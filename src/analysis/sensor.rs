//! Sensor Trend Analyzer
//!
//! Turns one sensor's window plus its operational range into a
//! [`TrendAnalysis`]: direction, confidence, forecasts, health score and
//! time-to-threshold estimates. Every estimate is a fresh linear
//! extrapolation; nothing carries over between cycles.

use crate::analysis::regression::linear_regression;
use crate::config::{AnalysisConfig, HealthConfig, TrendConfig};
use crate::types::{Confidence, OperationalLimit, TrendAnalysis, TrendDirection};
use crate::window::WindowSnapshot;

/// Analyze one sensor window.
///
/// Returns `None` when the window holds fewer than `min_points` samples or
/// when no operational limit is registered; both are normal outcomes, not
/// errors.
pub fn analyze_window(
    sensor_id: &str,
    window: &WindowSnapshot,
    limit: Option<&OperationalLimit>,
    config: &TrendConfig,
) -> Option<TrendAnalysis> {
    let limit = limit?;
    let cfg = &config.analysis;
    if window.len() < cfg.min_points.max(2) {
        return None;
    }
    let latest_value = window.latest_value()?;

    let x = window.offsets_secs();
    let fit = linear_regression(&x, &window.values);
    let current_offset = x.last().copied().unwrap_or(0.0);

    let direction = classify_direction(fit.slope, cfg.stable_slope_epsilon);
    let confidence = classify_confidence(fit.r_squared, cfg);
    let position_pct = limit.position_pct(latest_value);

    Some(TrendAnalysis {
        sensor_id: sensor_id.to_string(),
        slope: fit.slope,
        intercept: fit.intercept,
        r_squared: fit.r_squared,
        direction,
        confidence,
        forecast_short: fit.predict(current_offset + cfg.forecast_short_secs),
        forecast_long: fit.predict(current_offset + cfg.forecast_long_secs),
        position_pct,
        health_score: health_score(position_pct, fit.slope, direction, cfg, &config.health),
        time_to_warning: time_to_warning(direction, fit.slope, latest_value, limit, cfg),
        time_to_critical: time_to_critical(direction, fit.slope, latest_value, limit),
        latest_value,
        sample_count: window.len(),
    })
}

/// A zero slope is always STABLE, whatever the epsilon.
pub fn classify_direction(slope: f64, stable_epsilon: f64) -> TrendDirection {
    if slope == 0.0 || slope.abs() < stable_epsilon {
        TrendDirection::Stable
    } else if slope > 0.0 {
        TrendDirection::Increasing
    } else {
        TrendDirection::Decreasing
    }
}

pub fn classify_confidence(r_squared: f64, cfg: &AnalysisConfig) -> Confidence {
    if r_squared > cfg.high_confidence_r2 {
        Confidence::High
    } else if r_squared > cfg.medium_confidence_r2 {
        Confidence::Medium
    } else {
        Confidence::Low
    }
}

/// Composite 0-100 score from range position and trend adversity.
///
/// Penalties and the stability bonus are summed first; the result is
/// clamped exactly once.
pub fn health_score(
    position_pct: f64,
    slope: f64,
    direction: TrendDirection,
    cfg: &AnalysisConfig,
    weights: &HealthConfig,
) -> f64 {
    let mut score = 100.0;

    if position_pct < cfg.warning_band_low_pct {
        score -= (cfg.warning_band_low_pct - position_pct) * weights.position_penalty_factor;
    } else if position_pct > cfg.warning_band_high_pct {
        score -= (position_pct - cfg.warning_band_high_pct) * weights.position_penalty_factor;
    }

    // Moving further from mid-range
    let adverse = (slope > 0.0 && position_pct > 50.0) || (slope < 0.0 && position_pct < 50.0);
    if adverse {
        score -= slope.abs() * weights.trend_penalty_factor;
    }

    if direction == TrendDirection::Stable {
        score += weights.stability_bonus;
    }

    if score.is_nan() {
        return 0.0;
    }
    score.clamp(0.0, 100.0)
}

/// Seconds until the latest value reaches the warning band edge it is heading for.
pub fn time_to_warning(
    direction: TrendDirection,
    slope: f64,
    latest_value: f64,
    limit: &OperationalLimit,
    cfg: &AnalysisConfig,
) -> Option<u64> {
    match direction {
        TrendDirection::Increasing => {
            let threshold = limit.value_at_pct(cfg.warning_band_high_pct);
            if latest_value < threshold {
                seconds_to_cover(threshold - latest_value, slope)
            } else {
                None
            }
        }
        TrendDirection::Decreasing => {
            let threshold = limit.value_at_pct(cfg.warning_band_low_pct);
            if latest_value > threshold {
                seconds_to_cover(latest_value - threshold, slope)
            } else {
                None
            }
        }
        TrendDirection::Stable => None,
    }
}

/// Seconds until the latest value reaches the hard limit it is heading for.
pub fn time_to_critical(
    direction: TrendDirection,
    slope: f64,
    latest_value: f64,
    limit: &OperationalLimit,
) -> Option<u64> {
    match direction {
        TrendDirection::Increasing if latest_value < limit.high => {
            seconds_to_cover(limit.high - latest_value, slope)
        }
        TrendDirection::Decreasing if latest_value > limit.low => {
            seconds_to_cover(latest_value - limit.low, slope)
        }
        TrendDirection::Increasing | TrendDirection::Decreasing => None,
        TrendDirection::Stable => None,
    }
}

/// Truncated to whole seconds. `None` when the slope is zero or the
/// estimate does not fit in a `u64`.
fn seconds_to_cover(distance: f64, slope: f64) -> Option<u64> {
    let secs = distance / slope.abs();
    (secs.is_finite() && secs >= 0.0 && secs < u64::MAX as f64).then(|| secs as u64)
}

§

— ACTION ITEM —
Using the records above, report each line with the string "until".

— EXERCISE RESULT —
/// Seconds until the latest value reaches the warning band edge it is heading for.
/// Seconds until the latest value reaches the hard limit it is heading for.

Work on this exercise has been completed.